Configuring Identity-Based Provisioning

Rather than requiring a user to enroll their device with an activation token, you can use identity-based provisioning to allow them to download the Jamf Trust app and then log in using their corporate credentials via an identity provider, such as Microsoft Azure or Okta.

Once the user logs in, the app is activated on their device, and the device is enrolled in Jamf.

Note:

This process is for unmanaged and managed devices. However, Jamf recommends that you use other methods to enroll managed devices.

Requirements
  1. When creating an Activation Profile, select Authenticated by Identity Provider, then choose your Identity Provider.
  2. Select the identity provider Connection that users of this Activation Profile will need to authenticate with.

After identity-based provisioning is configured, when a user downloads the Jamf Trust app and logs in with their corporate credentials, the correct Activation Profile is identified and used to enroll the device.

Default Device Provisioning via Identity Provider

When a user signs in to the Jamf Trust app, the most suitable Activation Profile is identified, based on:

  • A user's Azure tenant, group membership, and supported platforms in the case of Azure.

  • A user's Okta Organization URL, group membership, and supported platforms in the case of Okta.

When there is an existing Activation Profile using an identity provider, this function will be turned on automatically. However, if there is another existing Activation Profile being used as the default for the same Azure tenant, it will not be changed automatically.
Important:

Jamf Security uniquely identifies the appropriate Activation Profile in which to enroll devices. No two Activation Profiles can be identified as the default ones for the same Azure tenant and two different customers. You can have two different Activation Profiles, using the same Identity Provider group membership, which you can use for different device platforms.

Configuring Identity-Based Provisioning Priority

Activation Profiles with linked identity providers are listed in Devices > Deployment > Activation Profiles > Identity-Based Provisioning in RADAR.

The Identity-Based Provisioning tab provides an overview of all identity provider connections in your portals and all their associated Activation Profiles, specifically:

  • It displays all linked Azure tenants or Okta Orgs as configured in Identity Providers configuration and Activation Profiles that use them to authenticate users.

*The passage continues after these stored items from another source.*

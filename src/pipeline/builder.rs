// SPDX-License-Identifier: MIT OR Apache-2.0
// Copyright (c) 2025 dagflow contributors

//! Pipeline builder
//!
//! Assembles task nodes from [`TaskDefinition`]s and bindings, then seals the
//! result into an immutable [`Pipeline`]. Building performs no I/O; every
//! structural problem is reported by [`PipelineBuilder::seal`].

use serde::{Deserialize, Serialize};
use std::collections::{BTreeMap, BTreeSet};
use tracing::{debug, warn};

use super::condition::{Condition, ConditionClause, ConditionScope, GateRef};
use super::definition::{ParameterSpec, TaskDefinition};
use super::resources::ResourceProfile;
use super::validation::{PipelineValidator, ValidationResult};
use crate::artifact::{ArtifactId, ArtifactRegistry, DataType, ParamValue};
use crate::errors::DagflowError;

/// Reference to an external parameter
#[derive(Debug, Clone, PartialEq, Eq, Hash)]
pub struct ParamRef(pub(crate) String);

impl ParamRef {
    pub fn name(&self) -> &str {
        &self.0
    }
}

/// Reference to an output of a task node
#[derive(Debug, Clone, PartialEq, Eq, Hash, Serialize, Deserialize)]
pub struct OutputRef {
    pub node: String,
    pub output: String,
}

/// Reference to an input of a task node
#[derive(Debug, Clone, PartialEq, Eq, Hash)]
pub struct InputRef {
    pub node: String,
    pub input: String,
}

/// Where a task input takes its value from
#[derive(Debug, Clone, PartialEq, Serialize, Deserialize)]
#[serde(untagged)]
pub enum Binding {
    /// An external parameter
    Param { param: String },
    /// An output of another task
    Output { task: String, output: String },
    /// A constant
    Literal(ParamValue),
}

impl Binding {
    /// Node this binding depends on, if any
    pub fn producer(&self) -> Option<&str> {
        match self {
            Binding::Output { task, .. } => Some(task),
            _ => None,
        }
    }
}

impl From<OutputRef> for Binding {
    fn from(r: OutputRef) -> Self {
        Binding::Output {
            task: r.node,
            output: r.output,
        }
    }
}

impl From<ParamRef> for Binding {
    fn from(r: ParamRef) -> Self {
        Binding::Param { param: r.0 }
    }
}

impl From<&ParamRef> for Binding {
    fn from(r: &ParamRef) -> Self {
        Binding::Param { param: r.0.clone() }
    }
}

impl From<ParamValue> for Binding {
    fn from(v: ParamValue) -> Self {
        Binding::Literal(v)
    }
}

impl std::fmt::Display for Binding {
    fn fmt(&self, f: &mut std::fmt::Formatter<'_>) -> std::fmt::Result {
        match self {
            Binding::Param { param } => write!(f, "params.{}", param),
            Binding::Output { task, output } => write!(f, "{}.{}", task, output),
            Binding::Literal(v) => write!(f, "{}", v),
        }
    }
}

/// Handle to a defined task node
#[derive(Debug, Clone)]
pub struct TaskHandle {
    id: String,
}

impl TaskHandle {
    pub fn id(&self) -> &str {
        &self.id
    }

    /// Reference to one of the node's outputs
    pub fn output(&self, name: &str) -> OutputRef {
        OutputRef {
            node: self.id.clone(),
            output: name.to_string(),
        }
    }

    /// Reference to one of the node's inputs, for [`PipelineBuilder::connect`]
    pub fn input(&self, name: &str) -> InputRef {
        InputRef {
            node: self.id.clone(),
            input: name.to_string(),
        }
    }
}

/// A task instantiated in a pipeline
#[derive(Debug, Clone)]
pub struct TaskNode {
    pub(crate) id: String,
    pub(crate) name: String,
    pub(crate) definition: TaskDefinition,
    pub(crate) bindings: BTreeMap<String, Binding>,
    pub(crate) outputs: Vec<ArtifactId>,
    pub(crate) resources: ResourceProfile,
    pub(crate) condition: Condition,
}

impl TaskNode {
    pub fn id(&self) -> &str {
        &self.id
    }

    pub fn name(&self) -> &str {
        &self.name
    }

    pub fn definition(&self) -> &TaskDefinition {
        &self.definition
    }

    pub fn bindings(&self) -> &BTreeMap<String, Binding> {
        &self.bindings
    }

    /// Artifacts this node produces, in output declaration order
    pub fn outputs(&self) -> &[ArtifactId] {
        &self.outputs
    }

    pub fn resources(&self) -> &ResourceProfile {
        &self.resources
    }

    pub fn condition(&self) -> &Condition {
        &self.condition
    }

    /// Nodes this node reads from, through bindings or its condition
    pub fn dependencies(&self) -> BTreeSet<&str> {
        self.bindings
            .values()
            .filter_map(Binding::producer)
            .chain(self.condition.producers())
            .collect()
    }
}

/// A sealed, validated pipeline
#[derive(Debug, Clone)]
pub struct Pipeline {
    pub(crate) name: String,
    pub(crate) description: Option<String>,
    pub(crate) params: Vec<ParameterSpec>,
    pub(crate) nodes: Vec<TaskNode>,
    pub(crate) edges: Vec<(String, String)>,
    pub(crate) registry: ArtifactRegistry,
}

impl Pipeline {
    pub fn name(&self) -> &str {
        &self.name
    }

    pub fn description(&self) -> Option<&str> {
        self.description.as_deref()
    }

    pub fn params(&self) -> &[ParameterSpec] {
        &self.params
    }

    /// Nodes in build order
    pub fn nodes(&self) -> &[TaskNode] {
        &self.nodes
    }

    pub fn node(&self, id: &str) -> Option<&TaskNode> {
        self.nodes.iter().find(|n| n.id == id)
    }

    /// `(producer, consumer)` pairs, sorted
    pub fn edges(&self) -> &[(String, String)] {
        &self.edges
    }

    pub fn registry(&self) -> &ArtifactRegistry {
        &self.registry
    }
}

/// Mutable pipeline under construction
#[derive(Debug, Default)]
pub struct PipelineBuilder {
    pub(crate) name: String,
    pub(crate) description: Option<String>,
    pub(crate) params: Vec<ParameterSpec>,
    pub(crate) nodes: Vec<TaskNode>,
    pub(crate) registry: ArtifactRegistry,
    pub(crate) scopes: Vec<ConditionClause>,
    /// Problems found while building, reported at seal time
    pub(crate) deferred: Vec<DagflowError>,
}

impl PipelineBuilder {
    pub fn new(name: impl Into<String>) -> Self {
        Self {
            name: name.into(),
            ..Self::default()
        }
    }

    pub fn description(mut self, text: impl Into<String>) -> Self {
        self.description = Some(text.into());
        self
    }

    pub fn name(&self) -> &str {
        &self.name
    }

    /// Declare an external parameter
    pub fn param(&mut self, name: &str, data_type: DataType, default: Option<ParamValue>) -> ParamRef {
        if let Err(reason) = ArtifactId::check_segment(name) {
            self.reject_name("parameter", name, reason);
        }
        if self.registry.register_external(name, data_type).is_none() {
            self.deferred.push(DagflowError::DuplicateParameter {
                parameter: name.to_string(),
            });
        } else {
            self.params.push(ParameterSpec {
                name: name.to_string(),
                data_type,
                default,
            });
        }
        ParamRef(name.to_string())
    }

    /// Instantiate a task definition as a new node
    pub fn define_task<'b>(
        &mut self,
        name: &str,
        definition: &TaskDefinition,
        bindings: impl IntoIterator<Item = (&'b str, Binding)>,
    ) -> TaskHandle {
        self.define_task_with_resources(name, definition, bindings, &ResourceProfile::default())
    }

    /// Instantiate a task definition with resources overriding the definition's defaults
    pub fn define_task_with_resources<'b>(
        &mut self,
        name: &str,
        definition: &TaskDefinition,
        bindings: impl IntoIterator<Item = (&'b str, Binding)>,
        resources: &ResourceProfile,
    ) -> TaskHandle {
        let id = self.next_id(name);
        if let Err(reason) = ArtifactId::check_node_id(&id) {
            self.reject_name("task", &id, reason);
        }
        for output in &definition.outputs {
            if let Err(reason) = ArtifactId::check_segment(&output.name) {
                self.reject_name(&format!("output of task '{}'", id), &output.name, reason);
            }
        }
        let outputs = definition
            .outputs
            .iter()
            .map(|o| self.registry.register_output(&id, &o.name, o.data_type))
            .collect();

        let node = TaskNode {
            id: id.clone(),
            name: name.to_string(),
            definition: definition.clone(),
            bindings: bindings
                .into_iter()
                .map(|(input, binding)| (input.to_string(), binding))
                .collect(),
            outputs,
            resources: definition.resources.merged_with(resources),
            condition: Condition {
                all: self.scopes.clone(),
            },
        };
        debug!(node = %id, component = %definition.name, "Defined task");
        self.nodes.push(node);

        TaskHandle { id }
    }

    /// Start a fluent task definition
    pub fn task<'s>(&'s mut self, name: &str, definition: &TaskDefinition) -> TaskBuilder<'s> {
        TaskBuilder {
            builder: self,
            name: name.to_string(),
            definition: definition.clone(),
            bindings: Vec::new(),
            resources: ResourceProfile::default(),
        }
    }

    /// Bind a producer's output to a consumer's input, replacing any existing binding
    pub fn connect(&mut self, producer: OutputRef, consumer: InputRef) {
        match self.nodes.iter_mut().find(|n| n.id == consumer.node) {
            Some(node) => {
                node.bindings.insert(consumer.input, producer.into());
            }
            None => self.deferred.push(DagflowError::InvalidPipeline {
                reason: format!("cannot connect to unknown task '{}'", consumer.node),
                help: None,
            }),
        }
    }

    /// Open a conditional scope: tasks defined through the returned guard run only
    /// when `gate` equals `expected` at run time
    pub fn begin_condition(
        &mut self,
        gate: impl Into<GateRef>,
        expected: impl Into<ParamValue>,
    ) -> ConditionScope<'_> {
        let clause = ConditionClause {
            gate: gate.into(),
            equals: expected.into(),
        };
        ConditionScope::open(self, clause)
    }

    pub fn node(&self, id: &str) -> Option<&TaskNode> {
        self.nodes.iter().find(|n| n.id == id)
    }

    pub fn nodes(&self) -> &[TaskNode] {
        &self.nodes
    }

    pub fn params(&self) -> &[ParameterSpec] {
        &self.params
    }

    /// Collect every diagnostic without sealing
    pub fn validate(&self) -> ValidationResult {
        PipelineValidator::validate(self)
    }

    /// Check the pipeline and freeze it.
    ///
    /// Fails on the first problem found, checking dangling references, then
    /// cycles, then types, then unbound inputs.
    pub fn seal(self) -> Result<Pipeline, DagflowError> {
        let diagnosis = PipelineValidator::diagnose(&self);
        for warning in &diagnosis.warnings {
            warn!(pipeline = %self.name, "{}", warning);
        }
        if let Some(error) = diagnosis.errors.into_iter().next() {
            return Err(error);
        }

        let edges = derive_edges(&self.nodes);
        debug!(
            pipeline = %self.name,
            nodes = self.nodes.len(),
            edges = edges.len(),
            "Sealed pipeline"
        );

        Ok(Pipeline {
            name: self.name,
            description: self.description,
            params: self.params,
            nodes: self.nodes,
            edges,
            registry: self.registry,
        })
    }

    fn reject_name(&mut self, what: &str, name: &str, reason: String) {
        self.deferred.push(DagflowError::InvalidPipeline {
            reason: format!("invalid {} name '{}': {}", what, name, reason),
            help: Some("Rename it; artifact ids are built as <task>.<output> and params.<name>".to_string()),
        });
    }

    fn next_id(&self, name: &str) -> String {
        let taken = |id: &str| self.nodes.iter().any(|n| n.id == id);
        if !taken(name) {
            return name.to_string();
        }
        (2..)
            .map(|n| format!("{}-{}", name, n))
            .find(|candidate| !taken(candidate))
            .unwrap_or_else(|| name.to_string())
    }
}

/// Sorted, deduplicated `(producer, consumer)` edges between existing nodes
pub(crate) fn derive_edges(nodes: &[TaskNode]) -> Vec<(String, String)> {
    let ids: BTreeSet<&str> = nodes.iter().map(|n| n.id.as_str()).collect();
    let mut edges = BTreeSet::new();
    for node in nodes {
        for dep in node.dependencies() {
            if ids.contains(dep) {
                edges.insert((dep.to_string(), node.id.clone()));
            }
        }
    }
    edges.into_iter().collect()
}

/// Fluent alternative to [`PipelineBuilder::define_task`]
pub struct TaskBuilder<'s> {
    builder: &'s mut PipelineBuilder,
    name: String,
    definition: TaskDefinition,
    bindings: Vec<(String, Binding)>,
    resources: ResourceProfile,
}

impl TaskBuilder<'_> {
    pub fn bind(mut self, input: &str, binding: impl Into<Binding>) -> Self {
        self.bindings.push((input.to_string(), binding.into()));
        self
    }

    /// Bind an input to a constant
    pub fn value(self, input: &str, value: impl Into<ParamValue>) -> Self {
        self.bind(input, Binding::Literal(value.into()))
    }

    pub fn resources(mut self, profile: ResourceProfile) -> Self {
        self.resources = profile;
        self
    }

    pub fn add(self) -> TaskHandle {
        let bindings: Vec<(&str, Binding)> = self
            .bindings
            .iter()
            .map(|(input, binding)| (input.as_str(), binding.clone()))
            .collect();
        self.builder
            .define_task_with_resources(&self.name, &self.definition, bindings, &self.resources)
    }
}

  • The third column contains Azure group IDs to fine-tune user enrollment when there are more Activation Profiles using the same Azure tenant.

  • The Use switch in the first column specifies whether an Activation Profile should be used for the "Sign in with ..." enrollment method.
    Note:

    You can still use Activation Profiles not enabled for this function for enrollment when you set up a managed app configuration in your UEM solution. For more information on deploying for specific platforms, see Deployment.

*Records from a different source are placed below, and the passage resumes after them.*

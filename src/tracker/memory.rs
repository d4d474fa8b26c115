// SPDX-License-Identifier: MIT OR Apache-2.0
// Copyright (c) 2025 dagflow contributors

//! In-memory run tracker

use async_trait::async_trait;
use std::collections::HashMap;
use tokio::sync::RwLock;
use tracing::debug;

use super::{apply_node_state, apply_run_status, Experiment, NodeState, RecordOutcome, Run, RunStatus, RunTracker};
use crate::errors::DagflowError;

#[derive(Debug, Default)]
struct State {
    /// Experiments by name
    experiments: HashMap<String, Experiment>,
    /// Runs by id
    runs: HashMap<String, Run>,
    /// Run ids by idempotency key
    keys: HashMap<String, String>,
}

/// Tracker that keeps everything in process memory
#[derive(Debug, Default)]
pub struct InMemoryTracker {
    state: RwLock<State>,
}

impl InMemoryTracker {
    pub fn new() -> Self {
        Self::default()
    }
}

#[async_trait]
impl RunTracker for InMemoryTracker {
    async fn get_or_create_experiment(
        &self,
        name: &str,
        description: Option<&str>,
    ) -> Result<Experiment, DagflowError> {
        let mut state = self.state.write().await;
        let experiment = state
            .experiments
            .entry(name.to_string())
            .or_insert_with(|| {
                debug!(experiment = %name, "Creating experiment");
                Experiment::new(name, description)
            })
            .clone();
        Ok(experiment)
    }

    async fn get_experiment(&self, name: &str) -> Result<Option<Experiment>, DagflowError> {
        Ok(self.state.read().await.experiments.get(name).cloned())
    }

    async fn list_experiments(&self) -> Result<Vec<Experiment>, DagflowError> {
        let mut experiments: Vec<Experiment> = self.state.read().await.experiments.values().cloned().collect();
        experiments.sort_by(|a, b| a.name.cmp(&b.name));
        Ok(experiments)
    }

    async fn record_run(&self, run: Run) -> Result<RecordOutcome, DagflowError> {
        let mut state = self.state.write().await;
        if let Some(existing) = state.keys.get(&run.idempotency_key) {
            let existing = state.runs.get(existing).cloned().ok_or_else(|| DagflowError::TrackerError {
                message: format!("idempotency key {} points at a missing run", run.idempotency_key),
            })?;
            return Ok(RecordOutcome::Existing(existing));
        }
        state.keys.insert(run.idempotency_key.clone(), run.run_id.clone());
        state.runs.insert(run.run_id.clone(), run);
        Ok(RecordOutcome::Created)
    }

    async fn update_node_status(&self, run_id: &str, node_id: &str, node: NodeState) -> Result<(), DagflowError> {
        let mut state = self.state.write().await;
        let run = state.runs.get_mut(run_id).ok_or_else(|| DagflowError::RunNotFound {
            run_id: run_id.to_string(),
        })?;
        apply_node_state(run, node_id, node)
    }

    async fn update_run_status(&self, run_id: &str, status: RunStatus) -> Result<(), DagflowError> {
        let mut state = self.state.write().await;
        let run = state.runs.get_mut(run_id).ok_or_else(|| DagflowError::RunNotFound {
            run_id: run_id.to_string(),
        })?;
        apply_run_status(run, status);
        Ok(())
    }

    async fn get_run(&self, run_id: &str) -> Result<Run, DagflowError> {
        self.state
            .read()
            .await
            .runs
            .get(run_id)
            .cloned()
            .ok_or_else(|| DagflowError::RunNotFound {
                run_id: run_id.to_string(),
            })
    }

    async fn list_runs(&self, experiment_id: Option<&str>) -> Result<Vec<Run>, DagflowError> {
        let state = self.state.read().await;
        let mut runs: Vec<Run> = state
            .runs
            .values()
            .filter(|r| experiment_id.map_or(true, |id| r.experiment_id == id))
            .cloned()
            .collect();
        runs.sort_by(|a, b| a.created_at.cmp(&b.created_at).then_with(|| a.run_id.cmp(&b.run_id)));
        Ok(runs)
    }
}

#[cfg(test)]
mod tests {
    use super::*;
    use crate::tracker::NodeStatus;
    use std::collections::BTreeMap;
    use std::sync::Arc;

    fn run(key: &str) -> Run {
        Run::new("run", "exp", "pipeline", "digest", BTreeMap::new(), key, ["a", "b"])
    }

    #[tokio::test]
    async fn test_concurrent_get_or_create_stores_one_experiment() {
        let tracker = Arc::new(InMemoryTracker::new());
        let handles: Vec<_> = (0..16)
            .map(|_| {
                let tracker = tracker.clone();
                tokio::spawn(async move { tracker.get_or_create_experiment("x", None).await.unwrap() })
            })
            .collect();

        let mut ids = Vec::new();
        for handle in handles {
            ids.push(handle.await.unwrap().id);
        }
        ids.dedup();
        assert_eq!(ids.len(), 1);
        assert_eq!(tracker.list_experiments().await.unwrap().len(), 1);
    }

    #[tokio::test]
    async fn test_record_run_is_idempotent() {
        let tracker = InMemoryTracker::new();
        let first = run("k1");
        assert_eq!(tracker.record_run(first.clone()).await.unwrap(), RecordOutcome::Created);

        match tracker.record_run(run("k1")).await.unwrap() {
            RecordOutcome::Existing(existing) => assert_eq!(existing.run_id, first.run_id),
            RecordOutcome::Created => panic!("duplicate run recorded"),
        }
        assert_eq!(tracker.list_runs(None).await.unwrap().len(), 1);
    }

    #[tokio::test]
    async fn test_updates() {
        let tracker = InMemoryTracker::new();
        let r = run("k");
        tracker.record_run(r.clone()).await.unwrap();

        tracker
            .update_node_status(&r.run_id, "a", NodeState::new(NodeStatus::Succeeded))
            .await
            .unwrap();
        tracker.update_run_status(&r.run_id, RunStatus::Succeeded).await.unwrap();

        let stored = tracker.get_run(&r.run_id).await.unwrap();
        assert_eq!(stored.node_status("a"), Some(NodeStatus::Succeeded));
        assert_eq!(stored.status, RunStatus::Succeeded);
        assert!(stored.finished_at.is_some());

        assert!(tracker
            .update_node_status(&r.run_id, "zzz", NodeState::pending())
            .await
            .is_err());
        assert!(matches!(
            tracker.get_run("missing").await,
            Err(DagflowError::RunNotFound { .. })
        ));
    }
}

Enabling Identity-Based Provisioning
If you have selected "Microsoft Azure" or "Okta" as your identity provider, toggle the Use switch on to activate single sign-on for an Activation Profile.
Fine-Tuning the Configuration via Identity Provider Groups
Selecting one Activation Profile as a default for "Sign in with ..." is sufficient for smaller configurations.

There are more complex scenarios, such as:

  • Several Activation Profiles sharing the same Azure tenant or Okta Org

  • More RADAR portals sharing the same Azure tenant or Okta Org

In such cases, you can indicate the most suitable Activation Profile to be fine-tuned based on the identity provider groups that the user signing in is a member of, or by the device's supported platforms. This information is made available by the identity provider when the user signs in.

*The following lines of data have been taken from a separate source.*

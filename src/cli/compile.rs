// SPDX-License-Identifier: MIT OR Apache-2.0
// Copyright (c) 2025 dagflow contributors

//! Compile command - turn a pipeline file into a manifest

use colored::Colorize;
use miette::Result;
use std::path::PathBuf;

use super::{load_manifest, Context, ManifestFormat};
use crate::cache::ManifestStore;

/// Run the compile command
pub async fn run(
    ctx: &Context,
    pipeline_path: PathBuf,
    output: Option<PathBuf>,
    format: ManifestFormat,
    store: bool,
) -> Result<()> {
    let manifest = load_manifest(&pipeline_path, None)?;

    let rendered = match format {
        ManifestFormat::Json => manifest.to_json()?,
        ManifestFormat::Yaml => manifest.to_yaml()?,
    };

    match &output {
        Some(path) => {
            std::fs::write(path, &rendered).map_err(|e| crate::errors::DagflowError::FileWriteError {
                path: path.clone(),
                error: e.to_string(),
            })?;
            eprintln!(
                "{} Compiled '{}' ({} nodes) to {}",
                "✓".green(),
                manifest.name(),
                manifest.nodes.len(),
                path.display()
            );
        }
        None => println!("{}", rendered),
    }

    if store {
        let digest = ctx.manifest_store()?.store(&manifest).await?;
        eprintln!("{} Stored manifest {}", "✓".green(), digest.cyan());
    } else if ctx.verbose {
        eprintln!("  Digest: {}", manifest.digest()?.dimmed());
    }

    Ok(())
}
fn resolve_inputs(node: &ManifestNode, artifacts: &ArtifactStore) -> Result<BTreeMap<String, Value>, NodeError> {
    let mut inputs = BTreeMap::new();
    for input in &node.inputs {
        let value = match &input.binding {
            Some(Binding::Param { param }) => artifacts.get(&ArtifactId::param(param)).cloned(),
            Some(Binding::Output { task, output }) => artifacts.get(&ArtifactId::output(task, output)).cloned(),
            Some(Binding::Literal(value)) => Some(Value::Param(value.clone())),
            None => input.default.clone().map(Value::Param),
        }
        .ok_or_else(|| NodeError::UnresolvedInput {
            input: input.name.clone(),
        })?;

        let value = input
            .data_type
            .coerce(value)
            .map_err(|actual| NodeError::InputType {
                input: input.name.clone(),
                expected: input.data_type,
                actual,
            })?;
        inputs.insert(input.name.clone(), value);
    }
    Ok(inputs)
}

/// Validate a body's outputs against the node's declared outputs
fn check_outputs(node: &ManifestNode, outputs: TaskOutputs) -> Result<BTreeMap<String, Value>, NodeError> {
    let mut produced = outputs.into_inner();
    let mut checked = BTreeMap::new();
    for output in &node.outputs {
        let value = produced.remove(&output.name).ok_or_else(|| NodeError::MissingOutput {
            output: output.name.clone(),
        })?;
        let value = output
            .data_type
            .coerce(value)
            .map_err(|actual| NodeError::OutputType {
                output: output.name.clone(),
                expected: output.data_type,
                actual,
            })?;
        checked.insert(output.name.clone(), value);
    }
    if !produced.is_empty() {
        let extra: Vec<&String> = produced.keys().collect();
        warn!(node_id = %node.id, extra = ?extra, "Ignoring undeclared outputs");
    }
    Ok(checked)
}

You can also specify identity provider user groups for each Activation Profile, which is taken into account during the sign-in process. If an Activation Profile has an assigned group which the signing in user is a member of and the user's device has a platform that the Activation Profile supports, then that profile is selected.
Note:

For Azure you must specify Azure group IDs in RADAR. For Okta, group names are supported.

Example:

Assume three Activation Profiles, all configured to allow activation when a user logs in with their Azure credentials, are displayed in the following order in the list of profiles:

  • An Activation Profile not supported for user's device platform: This does not support the platform of the user's device.

  • Proxy with Private Access: This profile is bound to users with a specific Azure group ID. This is a 36 character string beginning with a28d.

  • Private Access production: This profile is not locked to any specific Azure group.

Two things happen here:

  • The supported platforms take precedence and the first activation profile is not taken into account.

  • The group membership takes precedence.

  • The order of Activation Profiles is taken into account; that is, the first one with the mentioned user's group will be used for enrollment.

You can click Edit to add or remove Azure groups to or from an Activation Profile.

When configuring a profile, you will be notified of any potential conflicts with other profiles.

Activation Process Using Identity-Based Provisioning

As unmanaged devices do not support remote app installation by definition, end users must complete the following steps to activate Jamf Trust.

  1. The user downloads and installs Jamf Trust from their respective platform's App Store.

  2. The user opens the app and selects Sign in with Microsoft or Sign in with Okta as appropriate.

  3. When prompted, the user logs in with their IdP credentials.

  4. The user follows the in-app activation steps based on the settings in the Activation Profile.

After users have begun enrolling their devices, you can then view reports and deploy services.